- [AIM OF THE TASK]:
Where a line of the records contains the word "written", show that line.

[Stored data entries]

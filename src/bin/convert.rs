use std::path::PathBuf;
use std::process::ExitCode;
use std::str::FromStr;

use anyhow::{Context, Result, anyhow};
use clap::Parser;
use sheetscan::{AppConfig, ConversionReport, build_converter};
use sheetscan_grid::{RowAnchor, RowOrder};
use tracing_subscriber::EnvFilter;

#[derive(Debug, Parser)]
#[command(
    name = "convert",
    version,
    about = "Convert a scanned table image into an xlsx or csv file"
)]
struct Cli {
    /// Table image (png, jpeg, bmp, tiff).
    image_path: PathBuf,

    /// Output file name; placed in the output directory. `.csv` writes CSV,
    /// anything else an xlsx workbook.
    output_filename: PathBuf,

    /// JSON configuration file.
    #[arg(long)]
    config: Option<PathBuf>,

    /// Pre-recognized fragments (JSON) used instead of an OCR engine.
    #[arg(long)]
    fragments: Option<PathBuf>,

    /// Directory the output file is written to.
    #[arg(long)]
    output_dir: Option<PathBuf>,

    /// Maximum vertical distance, in pixels, within one row.
    #[arg(long)]
    threshold: Option<f64>,

    /// Row reference y: first | mean.
    #[arg(long)]
    row_anchor: Option<String>,

    /// Cell order inside a row: scan | left-to-right.
    #[arg(long)]
    row_order: Option<String>,

    /// Write the grid without asking the model about the header row.
    #[arg(long)]
    skip_header_check: bool,

    /// Enable verbose logging and warning output.
    #[arg(short, long)]
    verbose: bool,
}

fn load_config(cli: &Cli) -> Result<AppConfig> {
    let mut config = AppConfig::load(cli.config.as_deref()).context("failed to load configuration")?;

    if let Some(output_dir) = &cli.output_dir {
        config.output_dir.clone_from(output_dir);
    }
    if let Some(threshold) = cli.threshold {
        config.cluster.threshold = threshold;
    }
    if let Some(anchor) = cli.row_anchor.as_deref() {
        config.cluster.anchor = RowAnchor::from_str(anchor)
            .map_err(|error| anyhow!("{error}"))
            .context("failed to parse --row-anchor")?;
    }
    if let Some(order) = cli.row_order.as_deref() {
        config.cluster.order = RowOrder::from_str(order)
            .map_err(|error| anyhow!("{error}"))
            .context("failed to parse --row-order")?;
    }
    if cli.skip_header_check {
        config.header_check.enabled = false;
    }
    Ok(config)
}

fn log_report(report: &ConversionReport, verbose: bool) {
    if let Some(verdict) = &report.verdict {
        println!("header check: {}", verdict.message);
    }
    println!("wrote {}", report.output_path.display());

    if report.warnings.is_empty() {
        return;
    }
    eprintln!("warning: {} issue(s) detected", report.warnings.len());
    if verbose {
        for warning in &report.warnings {
            eprintln!(
                "  - {:?} row={:?} distance={:?} confidence={:?}: {}",
                warning.code, warning.row, warning.distance, warning.confidence, warning.message
            );
        }
    }
}

fn run(cli: &Cli) -> Result<ConversionReport> {
    let config = load_config(cli)?;
    let converter = build_converter(&config, cli.fragments.as_deref())?;
    converter
        .convert(&cli.image_path, &cli.output_filename)
        .with_context(|| format!("failed to convert '{}'", cli.image_path.display()))
}

fn main() -> ExitCode {
    let cli = Cli::parse();

    let default_filter = if cli.verbose {
        "sheetscan=info,sheetscan_grid=info"
    } else {
        "sheetscan=warn,sheetscan_grid=warn"
    };
    let env_filter =
        EnvFilter::try_from_default_env().unwrap_or_else(|_| EnvFilter::new(default_filter));
    tracing_subscriber::fmt()
        .with_env_filter(env_filter)
        .with_writer(std::io::stderr)
        .without_time()
        .init();

    match run(&cli) {
        Ok(report) => {
            log_report(&report, cli.verbose);
            ExitCode::SUCCESS
        }
        Err(error) => {
            eprintln!("error: {error:#}");
            ExitCode::from(1)
        }
    }
}
use std::fmt::{Display, Formatter};

use sheetscan_grid::GridError;

#[derive(Debug)]
pub enum ConvertError {
    UnreadableInput(String),
    EmptyRecognition(String),
    Recognition(String),
    RemoteCall(String),
    InvalidConfig(String),
    HeaderRejected(String),
    Grid(GridError),
}

impl ConvertError {
    pub fn code(&self) -> &'static str {
        match self {
            Self::UnreadableInput(_) => "unreadable_input",
            Self::EmptyRecognition(_) => "empty_recognition",
            Self::Recognition(_) => "recognition_error",
            Self::RemoteCall(_) => "remote_call_error",
            Self::InvalidConfig(_) => "invalid_config",
            Self::HeaderRejected(_) => "header_rejected",
            Self::Grid(_) => "grid_error",
        }
    }

    pub fn message(&self) -> String {
        match self {
            Self::UnreadableInput(message)
            | Self::EmptyRecognition(message)
            | Self::Recognition(message)
            | Self::RemoteCall(message)
            | Self::InvalidConfig(message)
            | Self::HeaderRejected(message) => message.clone(),
            Self::Grid(error) => error.to_string(),
        }
    }
}

impl Display for ConvertError {
    fn fmt(&self, f: &mut Formatter<'_>) -> std::fmt::Result {
        write!(f, "{}: {}", self.code(), self.message())
    }
}

impl std::error::Error for ConvertError {
    fn source(&self) -> Option<&(dyn std::error::Error + 'static)> {
        match self {
            Self::Grid(error) => Some(error),
            _ => None,
        }
    }
}

impl From<GridError> for ConvertError {
    fn from(error: GridError) -> Self {
        match error {
            GridError::EmptyInput => {
                Self::EmptyRecognition("no text fragments were recognized".to_string())
            }
            GridError::InvalidOption(message) => Self::InvalidConfig(message),
            other => Self::Grid(other),
        }
    }
}

impl From<serde_json::Error> for ConvertError {
    fn from(error: serde_json::Error) -> Self {
        Self::InvalidConfig(error.to_string())
    }
}

impl From<url::ParseError> for ConvertError {
    fn from(error: url::ParseError) -> Self {
        Self::InvalidConfig(error.to_string())
    }
}

impl From<reqwest::Error> for ConvertError {
    fn from(error: reqwest::Error) -> Self {
        Self::RemoteCall(error.to_string())
    }
}

impl From<image::ImageError> for ConvertError {
    fn from(error: image::ImageError) -> Self {
        Self::UnreadableInput(error.to_string())
    }
}
use serde::{Deserialize, Serialize};

#[derive(Debug, Clone, Serialize, Deserialize, PartialEq, Eq)]
pub struct ChatMessage {
    pub role: String,
    pub content: String,
}

impl ChatMessage {
    pub fn system(content: impl Into<String>) -> Self {
        Self {
            role: "system".to_string(),
            content: content.into(),
        }
    }

    pub fn user(content: impl Into<String>) -> Self {
        Self {
            role: "user".to_string(),
            content: content.into(),
        }
    }
}

#[derive(Debug, Clone, Serialize, PartialEq, Eq)]
pub struct ChatRequest {
    pub model: String,
    pub messages: Vec<ChatMessage>,
}

#[derive(Debug, Clone, Deserialize)]
pub struct ChatResponse {
    pub choices: Vec<ChatChoice>,
}

#[derive(Debug, Clone, Deserialize)]
pub struct ChatChoice {
    pub message: ChatReply,
}

#[derive(Debug, Clone, Deserialize)]
pub struct ChatReply {
    pub content: Option<String>,
}

/// Reply shape the system prompt asks the model to follow.
#[derive(Debug, Clone, Serialize, Deserialize, PartialEq, Eq)]
pub struct StructuredVerdict {
    pub valid: bool,
    #[serde(default)]
    pub reason: String,
}

#[derive(Debug, Clone, PartialEq, Eq)]
pub struct HeaderVerdict {
    pub valid: bool,
    pub message: String,
}

impl HeaderVerdict {
    pub fn pass(message: impl Into<String>) -> Self {
        Self {
            valid: true,
            message: message.into(),
        }
    }

    pub fn fail(message: impl Into<String>) -> Self {
        Self {
            valid: false,
            message: message.into(),
        }
    }
}
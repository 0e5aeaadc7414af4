//! Minimal Office Open XML workbook writer: one sheet, inline strings, a
//! single bordered and centered cell style, and per-column widths.

use std::fs::File;
use std::io::Write;
use std::path::Path;

use quick_xml::escape::escape;
use zip::CompressionMethod;
use zip::ZipWriter;
use zip::write::SimpleFileOptions;

use crate::error::GridError;
use crate::model::Grid;

pub(crate) const SHEET_NAME: &str = "Sheet";

const CONTENT_TYPES: &str = r#"<?xml version="1.0" encoding="UTF-8" standalone="yes"?>
<Types xmlns="http://schemas.openxmlformats.org/package/2006/content-types"><Default Extension="rels" ContentType="application/vnd.openxmlformats-package.relationships+xml"/><Default Extension="xml" ContentType="application/xml"/><Override PartName="/xl/workbook.xml" ContentType="application/vnd.openxmlformats-officedocument.spreadsheetml.sheet.main+xml"/><Override PartName="/xl/worksheets/sheet1.xml" ContentType="application/vnd.openxmlformats-officedocument.spreadsheetml.worksheet+xml"/><Override PartName="/xl/styles.xml" ContentType="application/vnd.openxmlformats-officedocument.spreadsheetml.styles+xml"/></Types>"#;

const ROOT_RELS: &str = r#"<?xml version="1.0" encoding="UTF-8" standalone="yes"?>
<Relationships xmlns="http://schemas.openxmlformats.org/package/2006/relationships"><Relationship Id="rId1" Type="http://schemas.openxmlformats.org/officeDocument/2006/relationships/officeDocument" Target="xl/workbook.xml"/></Relationships>"#;

const WORKBOOK_RELS: &str = r#"<?xml version="1.0" encoding="UTF-8" standalone="yes"?>
<Relationships xmlns="http://schemas.openxmlformats.org/package/2006/relationships"><Relationship Id="rId1" Type="http://schemas.openxmlformats.org/officeDocument/2006/relationships/worksheet" Target="worksheets/sheet1.xml"/><Relationship Id="rId2" Type="http://schemas.openxmlformats.org/officeDocument/2006/relationships/styles" Target="styles.xml"/></Relationships>"#;

// cellXfs index 1 is the thin-bordered, centered style used for every cell.
const STYLES: &str = r#"<?xml version="1.0" encoding="UTF-8" standalone="yes"?>
<styleSheet xmlns="http://schemas.openxmlformats.org/spreadsheetml/2006/main"><fonts count="1"><font><sz val="11"/><name val="Calibri"/><family val="2"/></font></fonts><fills count="2"><fill><patternFill patternType="none"/></fill><fill><patternFill patternType="gray125"/></fill></fills><borders count="2"><border><left/><right/><top/><bottom/><diagonal/></border><border><left style="thin"><color auto="1"/></left><right style="thin"><color auto="1"/></right><top style="thin"><color auto="1"/></top><bottom style="thin"><color auto="1"/></bottom><diagonal/></border></borders><cellStyleXfs count="1"><xf numFmtId="0" fontId="0" fillId="0" borderId="0"/></cellStyleXfs><cellXfs count="2"><xf numFmtId="0" fontId="0" fillId="0" borderId="0" xfId="0"/><xf numFmtId="0" fontId="0" fillId="0" borderId="1" xfId="0" applyBorder="1" applyAlignment="1"><alignment horizontal="center" vertical="center"/></xf></cellXfs><cellStyles count="1"><cellStyle name="Normal" xfId="0" builtinId="0"/></cellStyles></styleSheet>"#;

const CELL_STYLE: usize = 1;

fn workbook_xml() -> String {
    format!(
        r#"<?xml version="1.0" encoding="UTF-8" standalone="yes"?>
<workbook xmlns="http://schemas.openxmlformats.org/spreadsheetml/2006/main" xmlns:r="http://schemas.openxmlformats.org/officeDocument/2006/relationships"><sheets><sheet name="{SHEET_NAME}" sheetId="1" r:id="rId1"/></sheets></workbook>"#
    )
}

/// Spreadsheet column letters: 0 -> `A`, 25 -> `Z`, 26 -> `AA`.
pub(crate) fn column_name(index: usize) -> String {
    let mut index = index + 1;
    let mut letters = Vec::new();
    while index > 0 {
        let remainder = (index - 1) % 26;
        letters.push(char::from(b'A' + remainder as u8));
        index = (index - 1) / 26;
    }
    letters.iter().rev().collect()
}

/// `(longest cell in characters + 2) * 1.2` for each column.
pub(crate) fn column_widths(grid: &Grid) -> Vec<f64> {
    (0..grid.width())
        .map(|column| {
            let longest = grid
                .rows()
                .iter()
                .map(|row| row[column].chars().count())
                .max()
                .unwrap_or(0);
            (longest as f64 + 2.0) * 1.2
        })
        .collect()
}

// XML 1.0 forbids most control characters even when escaped.
fn xml_text(value: &str) -> String {
    let cleaned = value
        .chars()
        .filter(|ch| !ch.is_control() || matches!(ch, '\t' | '\n' | '\r'))
        .collect::<String>();
    escape(cleaned.as_str()).into_owned()
}

fn sheet_xml(grid: &Grid) -> String {
    let mut xml = String::from(
        r#"<?xml version="1.0" encoding="UTF-8" standalone="yes"?>
<worksheet xmlns="http://schemas.openxmlformats.org/spreadsheetml/2006/main">"#,
    );

    xml.push_str("<cols>");
    for (index, width) in column_widths(grid).iter().enumerate() {
        let column = index + 1;
        xml.push_str(&format!(
            r#"<col min="{column}" max="{column}" width="{width}" customWidth="1"/>"#
        ));
    }
    xml.push_str("</cols><sheetData>");

    for (row_index, row) in grid.rows().iter().enumerate() {
        let row_number = row_index + 1;
        xml.push_str(&format!(r#"<row r="{row_number}">"#));
        for (column_index, value) in row.iter().enumerate() {
            let reference = format!("{}{row_number}", column_name(column_index));
            if value.is_empty() {
                xml.push_str(&format!(r#"<c r="{reference}" s="{CELL_STYLE}"/>"#));
            } else {
                xml.push_str(&format!(
                    r#"<c r="{reference}" s="{CELL_STYLE}" t="inlineStr"><is><t xml:space="preserve">{}</t></is></c>"#,
                    xml_text(value)
                ));
            }
        }
        xml.push_str("</row>");
    }

    xml.push_str("</sheetData></worksheet>");
    xml
}

pub(crate) fn write_xlsx(path: &Path, grid: &Grid) -> Result<(), GridError> {
    let file = File::create(path)?;
    let mut zip = ZipWriter::new(file);
    let options = SimpleFileOptions::default().compression_method(CompressionMethod::Deflated);

    let parts = [
        ("[Content_Types].xml", CONTENT_TYPES.to_string()),
        ("_rels/.rels", ROOT_RELS.to_string()),
        ("xl/workbook.xml", workbook_xml()),
        ("xl/_rels/workbook.xml.rels", WORKBOOK_RELS.to_string()),
        ("xl/styles.xml", STYLES.to_string()),
        ("xl/worksheets/sheet1.xml", sheet_xml(grid)),
    ];
    for (name, body) in parts {
        zip.start_file(name, options)?;
        zip.write_all(body.as_bytes())?;
    }

    zip.finish()?;
    Ok(())
}
use std::path::Path;

use csv::{ReaderBuilder, WriterBuilder};

use crate::error::GridError;

pub(crate) fn write_csv(path: &Path, rows: &[Vec<String>], delimiter: u8) -> Result<(), GridError> {
    let mut writer = WriterBuilder::new()
        .delimiter(delimiter)
        .flexible(true)
        .from_path(path)?;
    for row in rows {
        writer.write_record(row)?;
    }
    writer.flush()?;
    Ok(())
}

/// Reads every record, the header line included, without requiring a
/// uniform record length.
pub(crate) fn read_csv(path: &Path, delimiter: u8) -> Result<Vec<Vec<String>>, GridError> {
    let mut reader = ReaderBuilder::new()
        .delimiter(delimiter)
        .has_headers(false)
        .flexible(true)
        .from_path(path)?;

    let mut rows = Vec::new();
    for record in reader.records() {
        let record = record?;
        rows.push(record.iter().map(str::to_string).collect());
    }
    Ok(rows)
}

#[cfg(test)]
mod tests {
    use super::{read_csv, write_csv};
    use tempfile::tempdir;

    #[test]
    fn quotes_cells_containing_delimiters() {
        let dir = tempdir().expect("tempdir should be created");
        let path = dir.path().join("quoted.csv");
        let rows = vec![
            vec!["name".to_string(), "note".to_string()],
            vec!["Ann".to_string(), "a, b".to_string()],
        ];

        write_csv(&path, &rows, b',').expect("csv should be written");
        let text = std::fs::read_to_string(&path).expect("csv should be readable");
        assert_eq!(text, "name,note\nAnn,\"a, b\"\n");

        let back = read_csv(&path, b',').expect("csv should be read");
        assert_eq!(back, rows);
    }

    #[test]
    fn reads_ragged_records() {
        let dir = tempdir().expect("tempdir should be created");
        let path = dir.path().join("ragged.csv");
        std::fs::write(&path, "a,b,c\n1\n2,3\n").expect("fixture should be written");

        let rows = read_csv(&path, b',').expect("csv should be read");
        assert_eq!(rows.len(), 3);
        assert_eq!(rows[1], vec!["1"]);
    }
}
//! CPU reference versions of the shader stages.
//!
//! These reproduce the WGSL entry points operation for operation so packing,
//! transforms and UV conventions can be checked without a GPU.

use glam::{Mat4, Vec2, Vec3, Vec4};
use tilegrid_common::{Tile, TilemapMeta, Vertex};

use crate::SpritePush;

/// Interpolants leaving the vertex stage.
#[derive(Debug, Clone, Copy, PartialEq)]
pub struct VertexOut {
    pub clip_position: Vec4,
    /// Passed through untouched; the fragment stage does not read it.
    pub color: Vec3,
    pub uv: Vec2,
}

/// Row vector times matrix, as in `vec4 * mat4x4` in WGSL.
pub fn row_mul(v: Vec4, m: &Mat4) -> Vec4 {
    Vec4::new(
        v.dot(m.x_axis),
        v.dot(m.y_axis),
        v.dot(m.z_axis),
        v.dot(m.w_axis),
    )
}

/// UV of a quad corner inside one sheet cell. The V axis is flipped so that
/// vertex-space +y maps to the top of the cell in texture space.
fn cell_uv(cell: Vec2, cell_size: Vec2, position: Vec2) -> Vec2 {
    cell_size * cell + Vec2::new(position.x, 1.0 - position.y) * cell_size
}

/// Tilemap vertex stage for one corner of instance `tile`.
pub fn tilemap_vertex(
    meta: &TilemapMeta,
    tile: Tile,
    vertex: &Vertex,
    world_to_screen: &Mat4,
) -> VertexOut {
    let position = Vec2::from(vertex.position);
    let sheet = meta.sheet_coords(tile).as_vec2();
    let grid = meta.grid_coords(tile).as_vec2();
    VertexOut {
        clip_position: row_mul((position + grid).extend(0.0).extend(1.0), world_to_screen),
        color: Vec3::from(vertex.color),
        uv: cell_uv(sheet, meta.tile_size(), position),
    }
}

/// Sprite vertex stage for one corner of a sprite draw.
///
/// The tile coordinates are added to the world position as well as selecting
/// the sheet cell; the shaders do the same.
pub fn sprite_vertex(push: &SpritePush, vertex: &Vertex, world_to_screen: &Mat4) -> VertexOut {
    let position = Vec2::from(vertex.position);
    let tile = Vec2::new(push.tile_x as f32, push.tile_y as f32);
    let world = Vec2::from(push.world_pos) + position * Vec2::from(push.tile_scale) + tile;
    VertexOut {
        clip_position: row_mul(world.extend(0.0).extend(1.0), world_to_screen),
        color: Vec3::from(vertex.color),
        uv: cell_uv(tile, Vec2::from(push.tile_uv_size), position),
    }
}

/// Texture lookup used by the fragment stage.
pub trait Sampler {
    fn sample(&self, uv: Vec2) -> Vec4;
}

/// Shared fragment stage: the sampled texel, unmodified.
pub fn fragment<S: Sampler + ?Sized>(texture: &S, input: &VertexOut) -> Vec4 {
    texture.sample(input.uv)
}

#[cfg(test)]
mod tests {
    use super::*;
    use tilegrid_common::unit_quad;

    struct UvColor;

    impl Sampler for UvColor {
        fn sample(&self, uv: Vec2) -> Vec4 {
            Vec4::new(uv.x, uv.y, 0.0, 1.0)
        }
    }

    #[test]
    fn scenario_sheet_pos_five() {
        let meta = TilemapMeta::new(Vec2::splat(16.0), 8, 4).unwrap();
        let corner = Vertex {
            position: [0.0, 1.0],
            color: [1.0, 0.0, 0.0],
        };
        let out = tilemap_vertex(&meta, Tile::new(5, 0), &corner, &Mat4::IDENTITY);
        assert_eq!(out.uv, Vec2::new(16.0, 16.0));
    }

    #[test]
    fn uv_stays_inside_the_sheet_cell() {
        let meta = TilemapMeta::new(Vec2::new(0.125, 0.25), 5, 8).unwrap();
        for sheet_pos in 0..32 {
            let tile = Tile::new(sheet_pos, sheet_pos * 3);
            let cell = meta.sheet_coords(tile).as_vec2();
            let lo = cell * meta.tile_size();
            let hi = (cell + 1.0) * meta.tile_size();
            for v in unit_quad() {
                let uv = tilemap_vertex(&meta, tile, &v, &Mat4::IDENTITY).uv;
                assert!(uv.cmpge(lo - 1e-6).all() && uv.cmple(hi + 1e-6).all());
            }
        }
    }

    #[test]
    fn v_is_flipped_but_position_is_not() {
        let meta = TilemapMeta::new(Vec2::ONE, 4, 4).unwrap();
        let bottom_left = Vertex {
            position: [0.0, 0.0],
            color: [0.0; 3],
        };
        let out = tilemap_vertex(&meta, Tile::new(0, 6), &bottom_left, &Mat4::IDENTITY);
        assert_eq!(out.uv, Vec2::new(0.0, 1.0));
        assert_eq!(out.clip_position, Vec4::new(2.0, 1.0, 0.0, 1.0));
    }

    #[test]
    fn sprite_matches_shader_formula() {
        let push = SpritePush {
            world_pos: [10.0, 20.0],
            tile_x: 2,
            tile_y: 3,
            tile_uv_size: [0.25, 0.5],
            tile_scale: [2.0, 4.0],
        };
        let corner = Vertex {
            position: [1.0, 1.0],
            color: [1.0, 1.0, 0.0],
        };
        let out = sprite_vertex(&push, &corner, &Mat4::IDENTITY);
        assert_eq!(out.clip_position, Vec4::new(14.0, 27.0, 0.0, 1.0));
        assert_eq!(out.uv, Vec2::new(0.75, 1.5));
    }

    #[test]
    fn row_mul_is_transposed_product() {
        let m = Mat4::from_cols_array(&std::array::from_fn(|i| (i * i) as f32 - 3.0));
        let v = Vec4::new(1.0, -2.0, 0.5, 1.0);
        assert_eq!(row_mul(v, &m), m.transpose() * v);
    }

    #[test]
    fn fragment_ignores_vertex_color() {
        let a = VertexOut {
            clip_position: Vec4::ZERO,
            color: Vec3::ONE,
            uv: Vec2::new(0.3, 0.6),
        };
        let b = VertexOut {
            color: Vec3::ZERO,
            ..a
        };
        assert_eq!(fragment(&UvColor, &a), fragment(&UvColor, &b));
        assert_eq!(fragment(&UvColor, &a), Vec4::new(0.3, 0.6, 0.0, 1.0));
    }
}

- [RESPONSE]:
    /// Directory the output file is written to.
        write_csv(&path, &rows, b',').expect("csv should be written");
        std::fs::write(&path, "a,b,c\n1\n2,3\n").expect("fixture should be written");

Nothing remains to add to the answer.